Queensland Heritage Register
- Official name: Toombul Shire Hall (former), Toombul Divisional Board Offices
- Type: state heritage (built)
- Designated: 21 October 1992
- Reference no.: 600272
- Significant period: early 1890s (fabric) 1890s–1920s (historical)
- Significant components: hall, office/s

= Toombul Shire Hall =

Toombul Shire Hall is a heritage-listed town hall at 1141 Sandgate Road, Nundah, City of Brisbane, Queensland, Australia. It was designed by John Hall & Son and built from 1891 to 1891. It is also known as Toombul Divisional Board Offices. It was added to the Queensland Heritage Register on 21 October 1992.

== History ==
The former Toombul Shire Hall at Nundah was constructed in 1891 as a combination of municipal offices and public hall for the Toombul Divisional Board.

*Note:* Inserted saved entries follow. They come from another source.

// SPDX-FileCopyrightText: 2026 Tandem Contributors
// SPDX-License-Identifier: MIT OR Apache-2.0

//! Explicit backend tags in raw user input.
//!
//! A tag is a literal substring such as `@remote`, matched ASCII
//! case-insensitively. When both tags are present the remote tag wins. Only the
//! first occurrence of the winning tag is removed, and the text on either side
//! is trimmed and joined with a single space.

use tandem_core::types::Backend;

/// The pair of literal tags that force a backend.
#[derive(Debug, Clone, PartialEq, Eq)]
pub struct BackendTags {
    pub remote: String,
    pub local: String,
}

impl BackendTags {
    pub fn new(remote: impl Into<String>, local: impl Into<String>) -> Self {
        Self {
            remote: remote.into(),
            local: local.into(),
        }
    }

    /// The forced backend and the text with the tag removed, if a tag is present.
    pub fn detect(&self, text: &str) -> Option<(Backend, String)> {
        [(Backend::Remote, &self.remote), (Backend::Local, &self.local)]
            .into_iter()
            .find_map(|(backend, tag)| {
                find_ignore_ascii_case(text, tag).map(|at| (backend, strip_at(text, at, tag.len())))
            })
    }
}

impl Default for BackendTags {
    fn default() -> Self {
        Self::new("@remote", "@local")
    }
}

/// Byte offset of the first ASCII case-insensitive match of `needle`.
///
/// The offset is always a char boundary: non-ASCII bytes only match themselves,
/// and `needle` starts on a boundary.
pub fn find_ignore_ascii_case(haystack: &str, needle: &str) -> Option<usize> {
    let (hay, pat) = (haystack.as_bytes(), needle.as_bytes());
    if pat.is_empty() || pat.len() > hay.len() {
        return None;
    }
    hay.windows(pat.len()).position(|w| w.eq_ignore_ascii_case(pat))
}

fn strip_at(text: &str, at: usize, len: usize) -> String {
    let before = text[..at].trim();
    let after = text[at + len..].trim();
    format!("{before} {after}").trim().to_string()
}

/// Whitespace-delimited word count.
pub fn word_count(text: &str) -> usize {
    text.split_whitespace().count()
}
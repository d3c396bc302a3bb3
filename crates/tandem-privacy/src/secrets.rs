// SPDX-FileCopyrightText: 2026 Tandem Contributors
// SPDX-License-Identifier: MIT OR Apache-2.0

//! Masking of API credentials in log output and printed configuration.
//!
//! Pattern matching catches key-shaped strings; exact matching catches the
//! configured key whatever its shape.

use std::io::Write;
use std::sync::{Arc, LazyLock};

use regex::Regex;

const SECRET_PATTERNS: &[&str] = &[
    // OpenAI-style keys, including project keys: sk-..., sk-proj-...
    r"sk-[A-Za-z0-9_\-]{20,}",
    r"Bearer\s+[A-Za-z0-9._\-]{10,}",
];

static SECRET_REGEXES: LazyLock<Vec<Regex>> = LazyLock::new(|| {
    SECRET_PATTERNS
        .iter()
        .filter_map(|p| Regex::new(p).ok())
        .collect()
});

pub const MASK: &str = "[REDACTED]";

/// Mask key-shaped substrings and every non-empty `known` value.
pub fn mask_secrets(input: &str, known: &[String]) -> String {
    let mut out = SECRET_REGEXES
        .iter()
        .fold(input.to_string(), |acc, re| re.replace_all(&acc, MASK).into_owned());

    let mut known: Vec<&String> = known.iter().filter(|k| !k.is_empty()).collect();
    known.sort_by_key(|k| std::cmp::Reverse(k.len()));
    for value in known {
        out = out.replace(value.as_str(), MASK);
    }
    out
}

/// A writer that masks secrets before passing bytes on.
pub struct MaskingWriter<W> {
    inner: W,
    known: Arc<Vec<String>>,
}

impl<W: Write> MaskingWriter<W> {
    pub fn new(inner: W, known: Arc<Vec<String>>) -> Self {
        Self { inner, known }
    }
}

impl<W: Write> Write for MaskingWriter<W> {
    fn write(&mut self, buf: &[u8]) -> std::io::Result<usize> {
        let text = String::from_utf8_lossy(buf);
        self.inner.write_all(mask_secrets(&text, &self.known).as_bytes())?;
        Ok(buf.len())
    }

    fn flush(&mut self) -> std::io::Result<()> {
        self.inner.flush()
    }
}
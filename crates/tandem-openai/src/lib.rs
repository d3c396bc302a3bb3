// SPDX-FileCopyrightText: 2026 Tandem Contributors
// SPDX-License-Identifier: MIT OR Apache-2.0

//! Remote backend for the Tandem chat router.
//!
//! [`RemoteAdapter`] implements [`ChatBackend`] against an OpenAI-compatible
//! chat completions endpoint, streaming the reply over Server-Sent Events.
//! API key resolution order: `remote.api_key` -> `OPENAI_API_KEY` -> error,
//! checked on every call so a missing key fails only that turn.

pub mod client;
pub mod sse;
pub mod types;

use async_trait::async_trait;
use tracing::{debug, info};

use tandem_config::TandemConfig;
use tandem_core::TandemError;
use tandem_core::traits::{ChatBackend, PartialSink, PluginAdapter};
use tandem_core::types::{Backend, ChatTurn, HealthStatus};

use crate::client::OpenAiClient;

/// Remote chat backend.
pub struct RemoteAdapter {
    client: OpenAiClient,
    system_prompt: String,
}

impl RemoteAdapter {
    pub fn new(config: &TandemConfig) -> Result<Self, TandemError> {
        let client = OpenAiClient::new(&config.remote)?;
        info!(model = client.model(), url = %config.remote.api_url, "remote adapter initialized");
        Ok(Self::with_client(client, config.agent.system_prompt.clone()))
    }

    pub fn with_client(client: OpenAiClient, system_prompt: impl Into<String>) -> Self {
        Self {
            client,
            system_prompt: system_prompt.into(),
        }
    }
}

#[async_trait]
impl PluginAdapter for RemoteAdapter {
    fn name(&self) -> &str {
        "openai"
    }

    fn version(&self) -> semver::Version {
        semver::Version::new(0, 1, 0)
    }

    fn backend(&self) -> Backend {
        Backend::Remote
    }

    async fn health_check(&self) -> Result<HealthStatus, TandemError> {
        if self.client.has_api_key() {
            Ok(HealthStatus::Healthy)
        } else {
            Ok(HealthStatus::Unhealthy(format!(
                "no API key; set remote.api_key or {}",
                client::API_KEY_ENV
            )))
        }
    }

    async fn shutdown(&self) -> Result<(), TandemError> {
        Ok(())
    }
}

#[async_trait]
impl ChatBackend for RemoteAdapter {
    async fn complete(
        &self,
        history: &[ChatTurn],
        on_partial: PartialSink<'_>,
    ) -> Result<String, TandemError> {
        let mut messages = Vec::with_capacity(history.len() + 1);
        messages.push(ChatTurn::system(self.system_prompt.clone()));
        messages.extend_from_slice(history);

        debug!(turns = messages.len(), "sending remote chat request");
        let frames = self.client.stream_chat(&messages).await?;
        sse::accumulate(frames, on_partial).await
    }
}
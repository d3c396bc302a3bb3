// SPDX-FileCopyrightText: 2026 Tandem Contributors
// SPDX-License-Identifier: MIT OR Apache-2.0

//! Error types for the Tandem chat router.
//!
//! Only [`TandemError::Config`], [`TandemError::EngineNotReady`] and
//! [`TandemError::Backend`] ever reach a user-visible message. The remaining
//! variants are absorbed by their owning component with a deterministic fallback.

use thiserror::Error;

/// The primary error type used across all Tandem adapters and services.
#[derive(Debug, Error)]
pub enum TandemError {
    /// Missing or invalid configuration (e.g. no remote API key). Fatal to the turn.
    #[error("configuration error: {0}")]
    Config(String),

    /// The local engine was invoked before initialization completed.
    #[error("local engine is not ready yet")]
    EngineNotReady,

    /// Network failure or non-success response from either backend.
    #[error("backend error: {message}")]
    Backend {
        message: String,
        source: Option<Box<dyn std::error::Error + Send + Sync>>,
    },

    /// The complexity classifier could not produce a usable score.
    #[error("classification error: {0}")]
    Classification(String),

    /// PII detection or substitution failed.
    #[error("redaction error: {0}")]
    Redaction(String),

    /// A streamed frame or a structured reply could not be parsed.
    #[error("stream parse error: {0}")]
    StreamParse(String),

    /// Internal or unexpected errors.
    #[error("internal error: {0}")]
    Internal(String),
}

impl TandemError {
    /// Shorthand for a [`TandemError::Backend`] without an underlying source.
    pub fn backend(message: impl Into<String>) -> Self {
        TandemError::Backend {
            message: message.into(),
            source: None,
        }
    }

    /// Whether this error kind may be shown to the user as a turn failure.
    pub fn is_user_facing(&self) -> bool {
        matches!(
            self,
            TandemError::Config(_) | TandemError::EngineNotReady | TandemError::Backend { .. }
        )
    }

    /// Human-readable text written into a failed assistant placeholder.
    pub fn user_message(&self) -> String {
        match self {
            TandemError::Config(msg) => msg.clone(),
            TandemError::EngineNotReady => {
                "The local model is still loading. Please try again in a moment.".to_string()
            }
            TandemError::Backend { message, .. } => message.clone(),
            other => other.to_string(),
        }
    }
}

Construction of the 1891 building was made necessary following the 1890 separation of the Town of Hamilton from the Division of Toombul, which had been created under the Divisional Boards Act 1879. Following this split the Hamilton Town Council met at the Toombul Divisional Board's old offices at Breakfast Creek, and the Toombul Divisional Board rented premises at Nundah until they could afford the construction of new offices.

In mid-1891 Toombul Divisional Board approached architects John Hall and Son to design sketch plans for new divisional board offices. This architectural firm had designed the South Brisbane Town Hall, which was under construction. The Board agreed on 1 August 1891 that the architects be instructed to prepare plans for board offices, a hall and a clerk's residence, from amended sketch plans. It appears that the clerk's residence was located to the south of the offices and hall, on the Board's property, fronting Sandgate Road.

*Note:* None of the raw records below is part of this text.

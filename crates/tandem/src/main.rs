// SPDX-FileCopyrightText: 2026 Tandem Contributors
// SPDX-License-Identifier: MIT OR Apache-2.0

//! Tandem - chat with a local model, escalating to a remote one when needed.
//!
//! This is the binary entry point.

#[cfg(not(target_env = "msvc"))]
use tikv_jemallocator::Jemalloc;

#[cfg(not(target_env = "msvc"))]
#[global_allocator]
static GLOBAL: Jemalloc = Jemalloc;

mod shell;
mod status;

use std::path::PathBuf;
use std::sync::Arc;

use clap::{Parser, Subcommand};
use colored::Colorize;
use tracing_subscriber::EnvFilter;

use tandem::app::App;
use tandem_config::TandemConfig;
use tandem_core::TandemError;
use tandem_openai::client::API_KEY_ENV;
use tandem_privacy::{MASK, MaskingWriter};

/// Tandem - chat with a local model, escalating to a remote one when needed.
#[derive(Parser, Debug)]
#[command(name = "tandem", version, about, long_about = None)]
struct Cli {
    /// Read configuration from this file instead of the XDG hierarchy.
    #[arg(long, global = true)]
    config: Option<PathBuf>,

    #[command(subcommand)]
    command: Option<Commands>,
}

/// Available subcommands.
#[derive(Subcommand, Debug)]
enum Commands {
    /// Launch an interactive chat session (default).
    Shell,
    /// Send a single message and print the reply.
    Ask {
        /// Message text. Prefix with a backend tag to force routing.
        #[arg(required = true, trailing_var_arg = true)]
        text: Vec<String>,
    },
    /// Show backend readiness.
    Status {
        /// Output as JSON.
        #[arg(long)]
        json: bool,
        /// Disable colors.
        #[arg(long)]
        plain: bool,
    },
    /// Print the effective configuration with secrets masked.
    Config,
}

#[tokio::main]
async fn main() {
    let cli = Cli::parse();

    let loaded = match &cli.config {
        Some(path) => tandem_config::load_and_validate_path(path),
        None => tandem_config::load_and_validate(),
    };
    let config = match loaded {
        Ok(config) => config,
        Err(errors) => {
            tandem_config::render_errors(&errors);
            std::process::exit(1);
        }
    };

    init_tracing(&config.agent.log_level, known_secrets(&config));

    if let Err(e) = run(cli.command.unwrap_or(Commands::Shell), config).await {
        eprintln!("{}: {}", "error".red(), e.user_message());
        std::process::exit(1);
    }
}

async fn run(command: Commands, config: TandemConfig) -> Result<(), TandemError> {
    match command {
        Commands::Shell => shell::run_shell(App::build(config)?).await,
        Commands::Ask { text } => shell::run_ask(App::build(config)?, &text.join(" ")).await,
        Commands::Status { json, plain } => status::run_status(&config, json, plain).await,
        Commands::Config => {
            print!("{}", render_config(&config)?);
            Ok(())
        }
    }
}

/// Initialize the tracing subscriber, masking known secrets in every line.
///
/// `RUST_LOG` wins over the configured level.
fn init_tracing(log_level: &str, secrets: Vec<String>) {
    let filter = EnvFilter::try_from_default_env()
        .unwrap_or_else(|_| EnvFilter::new(format!("tandem={log_level},warn")));
    let secrets = Arc::new(secrets);

    tracing_subscriber::fmt()
        .with_env_filter(filter)
        .with_target(true)
        .with_writer(move || MaskingWriter::new(std::io::stderr(), Arc::clone(&secrets)))
        .init();
}

fn known_secrets(config: &TandemConfig) -> Vec<String> {
    config
        .remote
        .api_key
        .clone()
        .into_iter()
        .chain(std::env::var(API_KEY_ENV).ok())
        .filter(|s| !s.is_empty())
        .collect()
}

fn render_config(config: &TandemConfig) -> Result<String, TandemError> {
    let mut shown = config.clone();
    if shown.remote.api_key.is_some() {
        shown.remote.api_key = Some(MASK.to_string());
    }
    toml::to_string_pretty(&shown)
        .map_err(|e| TandemError::Internal(format!("failed to render config: {e}")))
}

#[cfg(test)]
mod tests {
    use super::*;

    #[test]
    #[cfg(not(target_env = "msvc"))]
    fn jemalloc_is_active() {
        use tikv_jemalloc_ctl::{epoch, stats};
        epoch::advance().unwrap();
        let allocated = stats::allocated::read().unwrap();
        assert!(allocated > 0, "jemalloc should report non-zero allocation");
    }

    #[test]
    fn config_output_masks_api_key() {
        let mut config = TandemConfig::default();
        config.remote.api_key = Some("sk-test-abcdefghijklmnopqrstuvwxyz".to_string());

        let out = render_config(&config).unwrap();
        assert!(!out.contains("sk-test"));
        assert!(out.contains("api_key = \"[REDACTED]\""));
        assert!(out.contains("[routing]"));
    }

    #[test]
    fn rendered_config_loads_back() {
        let out = render_config(&TandemConfig::default()).unwrap();
        let parsed = tandem_config::load_and_validate_str(&out).unwrap();
        assert_eq!(parsed.agent.name, "tandem");
        assert_eq!(parsed.routing.word_threshold, 100);
    }

    #[test]
    fn ask_joins_trailing_words() {
        let cli = Cli::parse_from(["tandem", "ask", "@remote", "hello", "there"]);
        match cli.command {
            Some(Commands::Ask { text }) => assert_eq!(text.join(" "), "@remote hello there"),
            other => panic!("expected ask, got {other:?}"),
        }
    }

    #[test]
    fn no_subcommand_defaults_to_shell() {
        let cli = Cli::parse_from(["tandem"]);
        assert!(cli.command.is_none());
    }
}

An application to the colonial treasury for a loan of £1400 was refused, but the Council went ahead with construction in late 1891, probably using day labour. By 2 January 1892 the Toombul Divisional Board was meeting in its new boardroom. Construction had strained the Board's budget, and by early 1892 the Board's bank account was overdrawn by £1460.

Rentals for use of the hall were set at 10 shillings per evening for religious services and 30 shillings per night for balls and functions.

Toombul Divisional Board became Toombul Shire Council in 1903, following the introduction of the Local Government Act 1902. Toombul Shire Hall remained the property of Toombul Shire Council, continuing to serve the local community as shire offices and public hall, until taken over by the Brisbane City Council following the creation of Greater Brisbane in 1925. Subsequently, the site was used as a works depot and the building as the regional health inspector's office and public hall.

In 1928 a skillion-roofed meeting room was added at the rear, side verandahs were attached to the hall and wing spaces were created on the stage.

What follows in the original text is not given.